Please let me know your thoughts on airflow, vapour production, build deck size and what ever personal experiences you have with each of these.

Reactions: Like 1


----------



## Stosta (4/4/17)

@DirtyD and @craigb have high opinions of the Medusa...

https://www.ecigssa.co.za/geekvape-medusa-rdta-winner.t36152/#post-519484

I haven't heard or seen much amazing feedback on the Serpent RDTA though.

Reactions: Like 1 | Thanks 1


----------



## DirtyD (4/4/17)

Stosta said:


> @DirtyD and @craigb have high opinions of the Medusa...
> 
> https://www.ecigssa.co.za/geekvape-medusa-rdta-winner.t36152/#post-519484
> 
> I haven't heard or seen much amazing feedback on the Serpent RDTA though.


Medusa FTW !

Reactions: Like 1


----------



## Marzuq (4/4/17)

DirtyD said:


> Medusa FTW !


Just finished reading your review.

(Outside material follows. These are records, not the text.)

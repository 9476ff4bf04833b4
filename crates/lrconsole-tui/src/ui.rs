use chrono::{DateTime, Local, Utc};
use lrconsole_core::{Origin, StatusFeed};
use ratatui::{
    layout::{Constraint, Layout, Rect},
    style::{Color, Modifier, Style, Stylize},
    text::{Line, Span, Text},
    widgets::{Block, Borders, Paragraph, Wrap},
    Frame,
};

use crate::app::{speaker, App, UPLOAD_PREFIX};

/// Shown while the transcript is empty.
const EXAMPLE_COMMANDS: [&str; 4] = [
    "adjust exposure to 1.5",
    "apply preset warm sunset",
    "export photo",
    "help",
];

pub fn render(app: &mut App, frame: &mut Frame) {
    let area = frame.area();

    let [header_area, chat_area, input_area, status_area] = Layout::vertical([
        Constraint::Length(1),
        Constraint::Min(0),
        Constraint::Length(3),
        Constraint::Length(1),
    ])
    .areas(area);

    render_header(app, frame, header_area);
    render_transcript(app, frame, chat_area);
    render_input(app, frame, input_area);
    render_status_bar(app, frame, status_area);
}

fn render_header(app: &App, frame: &mut Frame, area: Rect) {
    let title = Line::from(vec![
        Span::styled(" Lightroom Console ", Style::default().fg(Color::Cyan).bold()),
        Span::styled(
            app.console.config().base_url.clone(),
            Style::default().fg(Color::Gray),
        ),
        Span::raw(" "),
        Span::styled(
            format!("v{}", env!("CARGO_PKG_VERSION")),
            Style::default().fg(Color::Gray),
        ),
    ]);

    let header = Paragraph::new(title).style(Style::default().bg(Color::DarkGray));
    frame.render_widget(header, area);
}

fn render_transcript(app: &mut App, frame: &mut Frame, area: Rect) {
    // Inner size minus borders, for scroll calculations
    app.chat_height = area.height.saturating_sub(2);
    app.chat_width = area.width.saturating_sub(2);

    let block = Block::default()
        .borders(Borders::ALL)
        .border_style(Style::default().fg(Color::DarkGray))
        .title(" Transcript ");

    let chat = transcript_paragraph(app)
        .block(block)
        .scroll((app.scroll, 0));

    frame.render_widget(chat, area);
}

/// The wrapped transcript body. Scroll limits are measured on this same
/// paragraph so they agree with what gets drawn.
pub fn transcript_paragraph(app: &App) -> Paragraph<'static> {
    let transcript = app.console.transcript();
    let processing = app.console.is_processing();

    let text = if transcript.is_empty() && !processing {
        help_text()
    } else {
        let mut lines: Vec<Line<'static>> = Vec::new();

        for message in transcript {
            let time = message
                .created_at()
                .with_timezone(&Local)
                .format("%H:%M")
                .to_string();
            let speaker_style = match message.origin() {
                Origin::User => Style::default().fg(Color::Cyan),
                Origin::System if message.is_error() => Style::default().fg(Color::Red),
                Origin::System => Style::default().fg(Color::Yellow),
            };
            lines.push(Line::from(vec![
                Span::styled(time, Style::default().fg(Color::DarkGray)),
                Span::raw(" "),
                Span::styled(
                    format!("{}:", speaker(message.origin())),
                    speaker_style.add_modifier(Modifier::BOLD),
                ),
            ]));

            let body_style = if message.is_error() {
                Style::default().fg(Color::Red)
            } else {
                Style::default()
            };
            if message.text().is_empty() {
                lines.push(Line::default());
            }
            for line in message.text().lines() {
                lines.push(Line::styled(line.to_string(), body_style));
            }
            lines.push(Line::default());
        }

        if processing {
            lines.push(Line::from(Span::styled(
                format!("{}:", speaker(Origin::System)),
                Style::default().fg(Color::Yellow).add_modifier(Modifier::BOLD),
            )));
            // Animated ellipsis: cycles through ".", "..", "..."
            let dots = ".".repeat((app.animation_frame as usize) + 1);
            lines.push(Line::from(Span::styled(
                format!("Processing{}", dots),
                Style::default().fg(Color::DarkGray).add_modifier(Modifier::ITALIC),
            )));
        }

        Text::from(lines)
    };

    Paragraph::new(text).wrap(Wrap { trim: true })
}

fn help_text() -> Text<'static> {
    let hint = Style::default().fg(Color::DarkGray);
    let mut lines = vec![
        Line::styled("Type a command for the agent and press Enter, for example:", hint),
        Line::default(),
    ];
    for example in EXAMPLE_COMMANDS {
        lines.push(Line::from(vec![
            Span::styled("  > ", hint),
            Span::styled(example, Style::default().fg(Color::Cyan)),
        ]));
    }
    lines.push(Line::default());
    lines.push(Line::styled(
        format!("{}<path> sends a file to the agent.", UPLOAD_PREFIX),
        hint,
    ));
    Text::from(lines)
}

fn render_input(app: &App, frame: &mut Frame, area: Rect) {
    let title = if app.console.is_processing() {
        " Command (waiting for the agent) "
    } else {
        " Command (Enter to send, Esc to quit) "
    };
    let block = Block::default()
        .borders(Borders::ALL)
        .border_style(Style::default().fg(Color::Yellow))
        .title(title);

    // Keep the cursor inside the box by scrolling long input horizontally
    let inner_width = area.width.saturating_sub(2) as usize;
    let scroll_offset = if inner_width == 0 {
        0
    } else if app.cursor >= inner_width {
        app.cursor - inner_width + 1
    } else {
        0
    };

    let visible_text: String = app
        .input
        .chars()
        .skip(scroll_offset)
        .take(inner_width)
        .collect();

    let input = Paragraph::new(visible_text)
        .style(Style::default().fg(Color::Cyan))
        .block(block);
    frame.render_widget(input, area);

    let cursor_x = (app.cursor - scroll_offset) as u16;
    frame.set_cursor_position((area.x + cursor_x + 1, area.y + 1));
}

fn render_status_bar(app: &App, frame: &mut Frame, area: Rect) {
    let feed = app.console.status();
    let label_style = Style::default().fg(Color::Gray);

    let mut spans = vec![connection_badge(&feed), Span::raw(" ")];

    if let Some(snapshot) = feed.snapshot() {
        if let Some(state) = &snapshot.processing_state {
            spans.push(Span::styled(format!("{} ", state), label_style));
        }
        if let Some(last) = &snapshot.last_command {
            spans.push(Span::styled(format!("| last: {} ", last), label_style));
        }
        if let Some(error) = &snapshot.error_message {
            spans.push(Span::styled(
                format!("| {} ", error),
                Style::default().fg(Color::Red),
            ));
        }
    }

    if feed.is_stale() {
        spans.push(Span::styled(
            " stale ",
            Style::default().bg(Color::Yellow).fg(Color::Black),
        ));
        spans.push(Span::raw(" "));
        if let Some(at) = feed.refreshed_at() {
            spans.push(Span::styled(last_refresh_label(at), label_style));
        }
    }

    if let Some(upload) = &app.upload {
        spans.push(Span::styled(
            format!(
                "uploading {} {:.0}% ",
                upload.file_name,
                upload.fraction * 100.0
            ),
            Style::default().fg(Color::Magenta),
        ));
    }

    if let Some(notice) = &app.notice {
        spans.push(Span::styled(notice.clone(), Style::default().fg(Color::White)));
    }

    let status = Paragraph::new(Line::from(spans)).style(Style::default().bg(Color::Black));
    frame.render_widget(status, area);
}

fn last_refresh_label(at: DateTime<Utc>) -> String {
    format!("last ok {} ", at.with_timezone(&Local).format("%H:%M:%S"))
}

fn connection_badge(feed: &StatusFeed) -> Span<'static> {
    if feed.snapshot().is_none() && feed.last_error().is_none() {
        Span::styled(
            " CONNECTING ",
            Style::default().bg(Color::Blue).fg(Color::White),
        )
    } else if feed.is_disconnected() {
        Span::styled(
            " DISCONNECTED ",
            Style::default().bg(Color::Red).fg(Color::White),
        )
    } else {
        Span::styled(
            " CONNECTED ",
            Style::default().bg(Color::Green).fg(Color::Black),
        )
    }
}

Awesome detail. looks like Medusa is gona be the clear winner.
I have 2 goons which i use daily. so your comparison makes the choice simpler...

Reactions: Like 2


----------



## Silver (4/4/17)

Nice thread @Marzuq 
I love comparison threads like this


----------



## DirtyD (4/4/17)

Marzuq said:


> Just finished reading your review. Awesome detail. looks like Medusa is gona be the clear winner.
> I have 2 goons which i use daily. so your comparison makes the choice simpler...

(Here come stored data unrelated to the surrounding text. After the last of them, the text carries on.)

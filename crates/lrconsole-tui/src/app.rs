use std::path::Path;

use lrconsole_core::{
    CommandError, Console, IgnoreReason, Origin, Submission, UploadFile, UploadProgress,
    UploadReceipt,
};
use tokio::task::JoinHandle;
use tracing::{info, warn};

use crate::ui;

/// Typed at the prompt to send a file instead of a command.
pub const UPLOAD_PREFIX: &str = "/upload ";

/// A file transfer running beside the command stream.
pub struct UploadState {
    pub file_name: String,
    pub fraction: f64,
    progress: UploadProgress,
    task: JoinHandle<Result<UploadReceipt, CommandError>>,
}

pub struct App {
    pub should_quit: bool,
    pub console: Console,

    // Prompt
    pub input: String,
    pub cursor: usize, // in chars, not bytes

    // Transcript viewport
    pub scroll: u16,
    pub chat_height: u16, // inner size, updated on render
    pub chat_width: u16,

    pub animation_frame: u8, // 0-2 for ellipsis animation
    pub upload: Option<UploadState>,
    pub notice: Option<String>,
}

impl App {
    pub fn new(console: Console) -> Self {
        Self {
            should_quit: false,
            console,
            input: String::new(),
            cursor: 0,
            scroll: 0,
            chat_height: 0,
            chat_width: 0,
            animation_frame: 0,
            upload: None,
            notice: None,
        }
    }

    /// Called on every tick: advance the animation, collect a finished command
    /// and pick up upload progress.
    pub async fn tick(&mut self) {
        if self.console.is_processing() {
            self.animation_frame = (self.animation_frame + 1) % 3;
        }

        if self.console.poll().is_some() {
            self.animation_frame = 0;
            self.scroll_to_bottom();
        }

        self.poll_upload().await;
    }

    /// Enter at the prompt.
    pub async fn submit_input(&mut self) {
        if self.input.trim() == UPLOAD_PREFIX.trim_end() {
            self.notice = Some(format!("usage: {}<path>", UPLOAD_PREFIX));
            return;
        }
        if let Some(path) = self.input.trim_start().strip_prefix(UPLOAD_PREFIX) {
            let path = path.trim().to_string();
            self.start_upload(Path::new(&path)).await;
            return;
        }

        match self.console.submit(&mut self.input) {
            Submission::Accepted(_) => {
                self.cursor = 0;
                self.notice = None;
                self.scroll_to_bottom();
            }
            Submission::Ignored(IgnoreReason::Busy) => {
                self.notice = Some("Still waiting for the previous command".to_string());
            }
            Submission::Ignored(IgnoreReason::Empty) => {}
        }
    }

    pub async fn start_upload(&mut self, path: &Path) {
        if self.upload.is_some() {
            self.notice = Some("An upload is already running".to_string());
            return;
        }

        let file = match UploadFile::read(path).await {
            Ok(file) => file,
            Err(err) => {
                warn!(path = %path.display(), error = %err, "could not read upload");
                self.notice = Some(format!("Cannot read {}: {}", path.display(), err));
                return;
            }
        };

        info!(file = file.file_name(), bytes = file.len(), "starting upload");
        let mut upload = self.console.upload(file);
        let Some(progress) = upload.progress() else {
            return;
        };
        let file_name = upload.file_name().to_string();

        self.upload = Some(UploadState {
            file_name,
            fraction: 0.0,
            progress,
            task: tokio::spawn(upload.finish()),
        });
        self.input.clear();
        self.cursor = 0;
        self.notice = None;
    }

    async fn poll_upload(&mut self) {
        let Some(state) = self.upload.as_mut() else {
            return;
        };

        while let Some(fraction) = state.progress.try_next() {
            state.fraction = fraction;
        }
        if !state.task.is_finished() {
            return;
        }

        let Some(state) = self.upload.take() else {
            return;
        };
        let file_name = state.file_name;
        self.notice = Some(match state.task.await {
            Ok(Ok(receipt)) => format!("Uploaded {}: {}", receipt.file_name, receipt.message),
            Ok(Err(err)) => format!("Upload of {} failed: {}", file_name, err),
            Err(err) => format!("Upload of {} failed: {}", file_name, err),
        });
    }

    pub fn scroll_up(&mut self, lines: u16) {
        self.scroll = self.scroll.saturating_sub(lines);
    }

    pub fn scroll_down(&mut self, lines: u16) {
        self.scroll = self.scroll.saturating_add(lines).min(self.max_scroll());
    }

    pub fn page(&self) -> u16 {
        if self.chat_height > 0 {
            self.chat_height
        } else {
            20
        }
    }

    /// Keep the newest entry (or the processing line) in view.
    pub fn scroll_to_bottom(&mut self) {
        self.scroll = self.max_scroll();
    }

    fn max_scroll(&self) -> u16 {
        self.transcript_lines().saturating_sub(self.page())
    }

    /// Rendered height of the transcript at the current width, wrapped the
    /// same way the transcript pane draws it.
    pub fn transcript_lines(&self) -> u16 {
        let wrap_width = if self.chat_width > 0 {
            self.chat_width
        } else {
            50
        };

        let total = ui::transcript_paragraph(self).line_count(wrap_width);
        total.min(u16::MAX as usize) as u16
    }
}

pub fn speaker(origin: Origin) -> &'static str {
    match origin {
        Origin::User => "You",
        Origin::System => "Agent",
    }
}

Be ready to put your goon down from time to time and taking the Medusa out for a day or two


----------



## Marzuq (4/4/17)

DirtyD said:


> Be ready to put your goon down from time to time and taking the Medusa out for a day or two


to be honest i use my drippers most of the time. its only when i drive that i really appreciate a tank.
but if its as good as you say then my goons will get a rest and ill have some time to clean and polish them up again.

Reactions: Like 1 | Agree 1


----------



## daniel craig (4/4/17)

@Marzuq check out the Merlin RDTA. IMHO this is the best. I posted my thoughts on it over here: https://www.ecigssa.co.za/index.php?threads/36120/

Reactions: Agree 1 | Thanks 1


----------



## Marzuq (5/4/17)

ok so i have been playing with this medusa.

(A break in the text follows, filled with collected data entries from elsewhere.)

use std::time::Duration;

use async_trait::async_trait;
use futures_util::{stream, StreamExt};
use reqwest::multipart::{Form, Part};
use reqwest::{Body, Client, Response, StatusCode};
use serde::de::DeserializeOwned;
use tracing::debug;

use crate::api::wire::{CommandBody, ErrorBody, StatusBody, UploadBody};
use crate::config::ConsoleConfig;
use crate::error::TransportError;
use crate::status::StatusSnapshot;
use crate::transport::{CommandReply, CommandText, Transport};
use crate::upload::{ProgressReporter, UploadFile, UploadReceipt};

const UPLOAD_CHUNK_SIZE: usize = 64 * 1024;

/// HTTP client for the agent backend.
#[derive(Clone)]
pub struct AgentClient {
    client: Client,
    base_url: String,
    upload_timeout: Duration,
}

impl AgentClient {
    pub fn new(config: &ConsoleConfig) -> anyhow::Result<Self> {
        let client = Client::builder()
            .timeout(config.request_timeout())
            .build()?;

        Ok(Self {
            client,
            base_url: config.base_url.trim_end_matches('/').to_string(),
            upload_timeout: config.upload_timeout(),
        })
    }

    pub fn base_url(&self) -> &str {
        &self.base_url
    }

    fn url(&self, path: &str) -> String {
        format!("{}{}", self.base_url, path)
    }
}

#[async_trait]
impl Transport for AgentClient {
    async fn send_command(&self, command: &CommandText) -> Result<CommandReply, TransportError> {
        let url = self.url("/api/command");
        debug!(%url, "sending command");

        let response = self
            .client
            .post(&url)
            .json(&CommandBody {
                command: command.as_str(),
            })
            .send()
            .await?;

        decode(response).await
    }

    async fn fetch_status(&self) -> Result<StatusSnapshot, TransportError> {
        let url = self.url("/api/status");

        let response = self.client.get(&url).send().await?;

        let body: StatusBody = decode(response).await?;
        Ok(body.into())
    }

    async fn upload_file(
        &self,
        file: UploadFile,
        progress: ProgressReporter,
    ) -> Result<UploadReceipt, TransportError> {
        let url = self.url("/api/training/upload");
        let file_name = file.file_name().to_string();
        let total = file.len() as u64;
        debug!(%url, file = %file_name, bytes = total, "uploading file");

        progress.report(0.0);
        let body_progress = progress.clone();
        let mut sent: u64 = 0;
        let chunks = stream::iter(file.into_chunks(UPLOAD_CHUNK_SIZE)).map(move |chunk| {
            sent += chunk.len() as u64;
            if total > 0 {
                body_progress.report(sent as f64 / total as f64);
            }
            Ok::<_, std::io::Error>(chunk)
        });

        let part = Part::stream_with_length(Body::wrap_stream(chunks), total)
            .file_name(file_name.clone());
        let form = Form::new().part("file", part);

        let response = self
            .client
            .post(&url)
            .timeout(self.upload_timeout)
            .multipart(form)
            .send()
            .await?;

        let code = response.status().as_u16();
        let reply: UploadBody = decode(response).await?;
        if !reply.success {
            return Err(TransportError::ServerRejected {
                code,
                message: reply
                    .error
                    .or(reply.message)
                    .unwrap_or_else(|| "Upload was not accepted".to_string()),
            });
        }

        progress.complete();
        Ok(UploadReceipt {
            file_name: reply.filename.unwrap_or(file_name),
            message: reply
                .message
                .unwrap_or_else(|| "File uploaded successfully".to_string()),
        })
    }
}

async fn decode<T: DeserializeOwned>(response: Response) -> Result<T, TransportError> {
    let status = response.status();
    let text = response.text().await?;

    if !status.is_success() {
        return Err(rejection(status, &text));
    }

    serde_json::from_str(&text).map_err(|err| TransportError::MalformedResponse(err.to_string()))
}

fn rejection(status: StatusCode, body: &str) -> TransportError {
    let message = serde_json::from_str::<ErrorBody>(body)
        .ok()
        .and_then(ErrorBody::into_text)
        .unwrap_or_else(|| {
            status
                .canonical_reason()
                .unwrap_or("request failed")
                .to_string()
        });

    TransportError::ServerRejected {
        code: status.as_u16(),
        message,
    }
}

I have to be really honest here. I am not impressed.
Ive tried 4 different builds in this RDTA and the flavour is nowhere close to what it should. Almost tastes like im vaping a different juice.

@DirtyD my old faithful goon is in my hand again. Unfortunately the medusa seems like its a fail to me.
I will try one or two more fused clapton builds on here and see how it differs but its not looking like a winner for me.

Reactions: Agree 1 | Informative 1


----------



## Keyaam (5/4/17)

Marzuq said:


> ok so i have been playing with this medusa.
> 
> I have to be really honest here. I am not impressed.
> Ive tried 4 different builds in this RDTA and the flavour is nowhere close to what it should. Almost tastes like im vaping a different juice.
> ...


Once you goon, nothing can compare!!

Reactions: Like 1 | Agree 1


----------



## DirtyD (5/4/17)

Keyaam said:


> Once you goon, nothing can compare!!



True true my friend but the Medusa is a great offset and priced very well. 


Sent from my iPhone using Tapatalk


----------